It's What I Do: A Photographer's Life of Love and War

Darfur—unlike Iraq and Afghanistan, which were wars instigated by an invading foreign military—exposed me to the kind of war where people killed their own people, on their own land. It was a war that perhaps started as a genocide but eventually devolved into a civil war, where every side was responsible for murder, for rape, and for pillage, and all the players were guilty.

 

Over the years I forced myself to be creative in how I covered the same scenes over and over. I started shooting refugee camps out of focus, sometimes in abstract ways, to try to reach an audience beyond the typical New York Times readership—an audience geared more toward the visual arts. As ugly as the conflict was, the protagonists were beautiful, wearing brilliantly colored fabrics and, despite the persistent hardships, wide, toothy smiles. The Sudanese were lovely, friendly, resilient people, and I wanted to show that in my work. It seemed paradoxical to try to create beautiful images out of conflict, but I found that my more abstract images of Darfur provoked an unusual response from readers. Suddenly I was getting requests to sell fine-art prints of rebels in a sandstorm or of blurred refugees walking through the desert for several thousand dollars.

 

I was conflicted about making money from images of people who were so desperate, but I thought of all the years I had struggled to make ends meet to be a photographer, and I knew that any money I made from these photos would be invested right back into my work. Trying to convey beauty in war was a technique to try to prevent the reader from looking away or turning the page in response to something horrible. I wanted them to linger, to ask questions.

 

? ? ?

 

BETWEEN THESE VISITS to Darfur, beginning in 2006, I made frequent trips to another civil war, in the eastern part of the Democratic Republic of the Congo. Hundreds of thousands of civilians had been displaced from their villages in the east and were living in overcrowded camps across North and South Kivu provinces. Attacks from both government and rebel soldiers left millions dead and a countless number of Congolese women sexually assaulted. The soldiers raped women to mark their territory, to destroy family bonds (rape victims were often ostracized from their families), and to intimidate civilians as a way of establishing power. They forced the families of the victims to watch the rapes. And they gang-raped women and often used their weapons to tear them apart, causing fistulas, or tears between the vagina and anus from which feces and urine leak. The stories were unbearable. As a photojournalist, I felt there was very little I could do for the women in the DRC but record their stories.
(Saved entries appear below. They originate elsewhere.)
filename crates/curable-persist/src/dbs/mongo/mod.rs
pub mod client;
pub mod models;
pub mod repositories;

pub use client::MongoPersistenceClient;
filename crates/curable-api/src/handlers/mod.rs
pub mod stream;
I hoped awareness of their suffering might somehow save them. I returned the following year.

 

In 2008 I was given a grant by Columbia College Chicago’s Ellen Stone Belic Institute for the Study of Women and Gender in the Arts and Media to document gender-based violence, and rape as a weapon of war. The roving exhibition, “Congo/Women,” consisted of work from the DRC by photographers James Nachtwey, Ron Haviv, Marcus Bleasdale, and me, which traveled to more than fifteen venues across the United States and Europe and raised funds to help women in the DRC get surgery for fistula repair. It was my first grant—the Getty grant for Darfur came a few months later—and the first time I was able to go to a place and focus solely on one project, without the responsibility of deadlines and covering breaking news.

 

I spent two weeks traversing North and South Kivu, interviewing and photographing women who were victims of sexual assault, surprised by how many women agreed to speak openly about their experiences. Some spoke about how they became infected with HIV, or how their husbands left them upon learning they’d been raped; some spoke about how they were abducted and kept as sex slaves for up to several years, forced to bear the children of their rapists. It amazed me that all the women had the maturity and strength to love their children regardless of the circumstances out of which they were born.

 

 

 

Bibiane, twenty-eight, South Kivu.

 

 

 

Vumila, thirty-eight, Kaniola.

 

 

 

Mapendo, twenty-two, Burhale.

 

So many women were casualties of their birthplace. They had nothing when they were born and would have nothing when they died; they survived off the land and through their dedication to their families, their children. I interviewed dozens and dozens of African women who had endured more hardship and trauma than most Westerners even read about, and they plowed on. I often openly cried during interviews, unable to process this violence and hatred toward women I was witnessing.